LJ’s documentary film reviewer picks four intriguing new works, now available on DVD/Blu-ray. 

Dick Johnson Is Dead. 89+ min. Criterion Collection. 2020. UPC DVD 1551526791. $29.99.

When documentarian Kirsten Johnson’s father, Dick, was diagnosed with early Alzheimer’s in his 80s, she decided to face his “disappearance” head-on by making a documentary—but not a standard documentary about death. Regarding the last days of someone’s life, this film is unusual, particularly for the way Johnson embraces a macabre sense of humor by creating fantasy sequences and scenarios in which her father dies. There’s a strange mixture of heartache and joy in watching a gregarious, affable man endlessly smile in the face of what he is experiencing; it creates a touching, bittersweet connection with both father and daughter, and will undoubtedly pull at viewers’ heartstrings. VERDICT A quirky, yet unflinching, meditation on life and death.

Correction: Due to an editing mistake, LJ wrote that Kirsten Johnson is an actress; she is a documentary filmmaker (director of the 2016 documentary Cameraperson) and a cinematographer. Library Journal regrets the error.

Swimming Out Till the Sea Turns Blue. 112+ min. Cinema Guild. In Mandarin, w/English subtitles. 2020. DVD UPC 8116400155. $29.99.

Jia Zhangke’s (Ash Is Purest White) quietly ruminative film collects interviews with dozens of Chinese citizens about the sweeping changes they experienced in rural and small Chinese towns from 1949 (the beginning of the Mao era) through today.

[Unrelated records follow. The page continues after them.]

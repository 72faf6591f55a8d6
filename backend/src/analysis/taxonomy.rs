//! Category and label analysis: duplicate slugs only.

use super::grouper::find_duplicates;
use super::key_of;
use super::severity::MatchType;
use crate::models::{CatalogRecord, EntityKind};
use crate::report::{DuplicateGroup, SlugReport, Totals};

/// Analyze slugged records of `kind` (categories or labels).
pub fn analyze_slugs(kind: EntityKind, records: &[CatalogRecord]) -> SlugReport {
    let duplicates_by_slug: Vec<DuplicateGroup<CatalogRecord>> =
        find_duplicates(records.iter(), |r| key_of(&r.slug))
            .into_iter()
            .map(|(slug, members)| {
                DuplicateGroup::classified(
                    kind,
                    MatchType::ExactSlug,
                    slug,
                    members.into_iter().cloned().collect(),
                    true,
                )
            })
            .collect();

    let totals = Totals::tally(&[&duplicates_by_slug[..]], &[]);

    SlugReport {
        duplicates_by_slug,
        totals,
    }
}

Focusing mainly on its interviews with writers Jia Pingwa, Yu Hua, and Liang Hong, the documentary tells of hard times and challenges as well as positive aspects of China’s changes. Jia’s film will require some patience from viewers, but by the end a detailed portrait of Chinese history emerges from its collection of stories. VERDICT A thoughtful, extremely personal look at China’s last seven decades.

Time. 81+ min. Criterion Collection. 2020. UPC DVD 1551526751. $29.95.

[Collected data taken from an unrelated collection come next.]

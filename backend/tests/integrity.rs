//! End-to-end analysis over JSON snapshot documents.

use catalog_integrity::{
    analyze_snapshot, parse_snapshot_value, run_analysis, AggregateReport, AnalysisConfig,
    AnalysisOptions, CatalogSnapshot, DuplicateGroup, FileSnapshotProvider, IssueKind, MatchType,
    Severity,
};
use serde_json::{json, Value};
use std::io::Write;

const T0: &str = "2024-01-01T00:00:00Z";
const T1: &str = "2024-02-01T00:00:00Z";

fn snapshot(doc: Value) -> CatalogSnapshot {
    let mut full = json!({ "assets": [], "works": [], "artists": [], "categories": [], "labels": [] });
    for (key, value) in doc.as_object().unwrap() {
        full[key] = value.clone();
    }
    parse_snapshot_value(full).unwrap()
}

fn analyze(doc: Value) -> AggregateReport {
    analyze_snapshot(&snapshot(doc), &AnalysisConfig::default())
}

fn work(id: &str, slug: &str, title: &str, category: &str) -> Value {
    json!({
        "id": id,
        "slug": slug,
        "createdAt": T0,
        "names": [{ "locale": "fr", "text": title }],
        "categoryId": category
    })
}

/// An artist with a complete profile, so only duplicates show up.
fn artist(id: &str, slug: &str, name: &str) -> Value {
    json!({
        "id": id,
        "slug": slug,
        "createdAt": T0,
        "names": [{ "locale": "fr", "text": name }],
        "hasPhoto": true,
        "bios": [{ "locale": "fr", "text": "bio" }, { "locale": "en", "text": "bio" }],
        "externalLinkCount": 2
    })
}

fn busy_catalog() -> Value {
    json!({
        "assets": [
            { "id": "a1", "path": "/img/a.jpg", "createdAt": T1, "usageRefs": ["work-cover", "work-gallery"] },
            { "id": "a2", "path": "/img/a.jpg", "createdAt": T0, "usageRefs": [] },
            { "id": "a3", "path": "/img/a.jpg", "createdAt": T0, "usageRefs": ["label-logo"] },
            { "id": "a4", "path": "/img/b.jpg", "createdAt": T0, "usageRefs": [] }
        ],
        "works": [
            work("w1", "album-x", "Album X", "c1"),
            work("w2", "album-x", "Album X", "c1"),
            work("w3", "nocturne", "Nocturne", "c1"),
            work("w4", "nocturne-2", "Nocturne", "c2")
        ],
        "artists": [
            artist("ar1", "cafe-noir", "Café Noir"),
            artist("ar2", "cafe-noir-2", "Cafe Noir"),
            artist("ar3", "duo", "Duo"),
            artist("ar4", "duo", "Duo"),
            { "id": "ar5", "slug": "solo", "createdAt": T0, "hasPhoto": false, "bios": [], "externalLinkCount": 0 }
        ],
        "categories": [
            { "id": "c1", "slug": "piano", "createdAt": T0 },
            { "id": "c2", "slug": "piano", "createdAt": T0 }
        ],
        "labels": [
            { "id": "l1", "slug": "ondine", "createdAt": T0 }
        ]
    })
}

fn all_group_sizes(report: &AggregateReport) -> Vec<usize> {
    fn sizes<T>(groups: &[DuplicateGroup<T>]) -> impl Iterator<Item = usize> + '_ {
        groups.iter().map(|g| g.members.len())
    }
    sizes(&report.assets.duplicates_by_path)
        .chain(sizes(&report.works.duplicates_by_slug))
        .chain(sizes(&report.works.duplicates_by_title))
        .chain(sizes(&report.artists.duplicates_by_slug))
        .chain(sizes(&report.artists.duplicates_by_name))
        .chain(sizes(&report.artists.similar_names))
        .chain(sizes(&report.categories.duplicates_by_slug))
        .chain(sizes(&report.labels.duplicates_by_slug))
        .collect()
}

#[test]
fn test_duplicate_path_and_orphans_are_independent() {
    let report = analyze(json!({
        "assets": [
            { "id": "a1", "path": "/img/a.jpg", "createdAt": T0, "usageRefs": [] },
            { "id": "a2", "path": "/img/a.jpg", "createdAt": T1, "usageRefs": [] }
        ]
    }));

    let groups = &report.assets.duplicates_by_path;
    assert_eq!(groups.len(), 1);
    assert_eq!(groups[0].severity, Severity::Error);
    assert_eq!(groups[0].match_type, MatchType::ExactPath);
    assert_eq!(groups[0].members.len(), 2);

    let unused: Vec<&str> = report.assets.unused.iter().map(|a| a.id.as_str()).collect();
    assert_eq!(unused, vec!["a1", "a2"]);
    assert_eq!(report.assets.total_unused, 2);
    assert_eq!(report.assets.totals.total_errors, 1);
}

#[test]
fn test_work_slug_same_category() {
    let report = analyze(json!({
        "works": [work("w1", "album-x", "Un", "c1"), work("w2", "album-x", "Deux", "c1")]
    }));

    let groups = &report.works.duplicates_by_slug;
    assert_eq!(groups.len(), 1);
    assert_eq!(groups[0].severity, Severity::Error);
    assert!(groups[0].reason.contains("same category"));
    assert!(report.works.duplicates_by_title.is_empty());
}

#[test]
fn test_work_slug_different_category() {
    let report = analyze(json!({
        "works": [work("w1", "album-x", "Un", "c1"), work("w2", "album-x", "Deux", "c2")]
    }));

    let groups = &report.works.duplicates_by_slug;
    assert_eq!(groups.len(), 1);
    assert_eq!(groups[0].severity, Severity::Warning);
}

#[test]
fn test_accented_names_are_similar_not_exact() {
    let report = analyze(json!({
        "artists": [artist("ar1", "cafe-noir", "Café Noir"), artist("ar2", "cafe-noir-2", "Cafe Noir")]
    }));

    assert!(report.artists.duplicates_by_slug.is_empty());
    assert!(report.artists.duplicates_by_name.is_empty());

    let similar = &report.artists.similar_names;
    assert_eq!(similar.len(), 1);
    assert_eq!(similar[0].identifier, "cafe noir");
    assert_eq!(similar[0].match_type, MatchType::NormalizedName);
    assert_eq!(similar[0].severity, Severity::Info);
}

#[test]
fn test_incomplete_artist_profile() {
    let report = analyze(json!({
        "artists": [{
            "id": "ar1",
            "slug": "someone",
            "createdAt": T0,
            "hasPhoto": false,
            "bios": [{ "locale": "fr", "text": "" }, { "locale": "en", "text": "hello" }],
            "externalLinkCount": 0
        }]
    }));

    let issues: Vec<(IssueKind, Severity)> = report
        .artists
        .integrity_issues
        .iter()
        .map(|i| (i.kind.clone(), i.severity))
        .collect();
    assert_eq!(
        issues,
        vec![
            (IssueKind::MissingBio("fr".into()), Severity::Warning),
            (IssueKind::MissingPhoto, Severity::Warning),
            (IssueKind::MissingLinks, Severity::Info),
        ]
    );
    assert_eq!(report.artists.total_integrity_issues, 3);
}

#[test]
fn test_no_singleton_groups() {
    let report = analyze(busy_catalog());
    let sizes = all_group_sizes(&report);
    assert!(!sizes.is_empty());
    assert!(sizes.iter().all(|&n| n >= 2));
}

#[test]
fn test_total_duplicates_is_member_sum() {
    let report = analyze(busy_catalog());
    let member_sum: usize = all_group_sizes(&report).into_iter().sum();
    assert_eq!(report.totals().total_duplicates, member_sum);
}

#[test]
fn test_severity_totals_count_groups_and_issues() {
    let report = analyze(busy_catalog());

    // Three assets share one path: one error, three duplicates
    assert_eq!(report.assets.totals.total_errors, 1);
    assert_eq!(report.assets.totals.total_duplicates, 3);

    // ar5 misses both bios, its photo and its links
    assert_eq!(report.artists.total_integrity_issues, 3);
    let artist_groups = report.artists.duplicates_by_slug.len()
        + report.artists.duplicates_by_name.len()
        + report.artists.similar_names.len();
    let t = report.artists.totals;
    assert_eq!(
        t.total_errors + t.total_warnings + t.total_info,
        artist_groups + report.artists.total_integrity_issues
    );
}

#[test]
fn test_shared_slug_and_name_report_both_groups() {
    let report = analyze(busy_catalog());

    // "duo" shares slug and name: an error by slug and a warning by name
    let slug_groups = &report.artists.duplicates_by_slug;
    assert_eq!(slug_groups.len(), 1);
    assert_eq!(slug_groups[0].identifier, "duo");
    assert_eq!(slug_groups[0].severity, Severity::Error);

    let name_groups = &report.artists.duplicates_by_name;
    assert_eq!(name_groups.len(), 1);
    assert_eq!(name_groups[0].identifier, "duo");
    assert_eq!(name_groups[0].severity, Severity::Warning);

    assert!(report
        .artists
        .similar_names
        .iter()
        .all(|g| g.identifier != "duo"));
}

#[test]
fn test_similar_names_skip_keys_with_exact_group() {
    let report = analyze(json!({
        "artists": [
            artist("ar1", "noir-1", "Noir"),
            artist("ar2", "noir-2", "noir"),
            artist("ar3", "noir-3", "Noir!")
        ]
    }));

    let exact = &report.artists.duplicates_by_name;
    assert_eq!(exact.len(), 1);
    assert_eq!(exact[0].identifier, "noir");
    assert_eq!(exact[0].members.len(), 2);
    assert!(report.artists.similar_names.is_empty());
    assert_eq!(report.artists.totals.total_duplicates, 2);
}

#[test]
fn test_title_across_categories_is_info() {
    let report = analyze(busy_catalog());

    let nocturne = report
        .works
        .duplicates_by_title
        .iter()
        .find(|g| g.identifier == "nocturne")
        .unwrap();
    assert_eq!(nocturne.severity, Severity::Info);
    assert_eq!(nocturne.members.len(), 2);
}

#[test]
fn test_report_is_deterministic() {
    let doc = busy_catalog();
    let first = serde_json::to_string(&analyze(doc.clone())).unwrap();
    let second = serde_json::to_string(&analyze(doc)).unwrap();
    assert_eq!(first, second);
}

#[test]
fn test_empty_catalog_is_clean() {
    let report = analyze(json!({}));
    assert!(report.is_clean());
    assert_eq!(report.totals().findings(), 0);
}

#[tokio::test]
async fn test_file_provider_end_to_end() {
    let mut file = tempfile::NamedTempFile::new().unwrap();
    file.write_all(busy_catalog().to_string().as_bytes()).unwrap();

    let provider = FileSnapshotProvider::new(file.path());
    let report = run_analysis(&provider, &AnalysisOptions::default())
        .await
        .unwrap();

    assert_eq!(report, analyze(busy_catalog()));
    assert_eq!(report.categories.duplicates_by_slug.len(), 1);
    assert!(report.labels.duplicates_by_slug.is_empty());
}

#[tokio::test]
async fn test_invalid_file_fails_the_run() {
    let mut file = tempfile::NamedTempFile::new().unwrap();
    file.write_all(br#"{ "assets": [], "works": [] }"#).unwrap();

    let provider = FileSnapshotProvider::new(file.path());
    let result = run_analysis(&provider, &AnalysisOptions::default()).await;
    assert!(result.is_err());
}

Telling the story of Sibil and Robert Richardson and a family shattered by incarceration, this Oscar-nominated documentary directed by Garrett Bradley (Below Dreams) finally gets a well-deserved DVD release. At the film’s heart is Sibil, whose loyalty to her children and her husband Robert is unwavering. After a desperate attempted bank robbery in 1997, Robert was sentenced to 60 years in a Louisiana prison, with no possibility of parole. As Sibil worked, without end, to free her husband, Bradley followed along, filming, over the course of two decades (some of the film’s older footage was shot on camcorder). Sibil’s perseverance is remarkable, as is the soulful manner in which Bradley constructs the narrative; it’s both a statement on prison reform and a touching love story. VERDICT An intimate, powerful account of one family’s hope and their journey through the abyss of incarceration.

The Witches of the Orient. 100+ min. Kimstim. In Japanese & French, w/English subtitles. 2021. UPC DVD 9845221673. $29.95.

Director Julien Faraut follows the septuagenarian former members of Japan’s national women’s volleyball team, who in the 1960s compiled one of the sport’s longest undefeated streaks and were dubbed the “Witches” for their fierceness on the court. After forming as a volleyball team for workers at the Nichibo textile factory in the 1950s, the Witches went on to represent Japan at the 1964 Tokyo Olympics. While holding down factory jobs during the day, the women often practiced late into the night, sometimes with broken ribs and other injuries. The film is an odd mix of interviews and art-house visuals, but the archival footage of the team’s grueling training sessions, led by a ruthless coach, is riveting. VERDICT Faraut shines a light on a lesser-known element of sports history.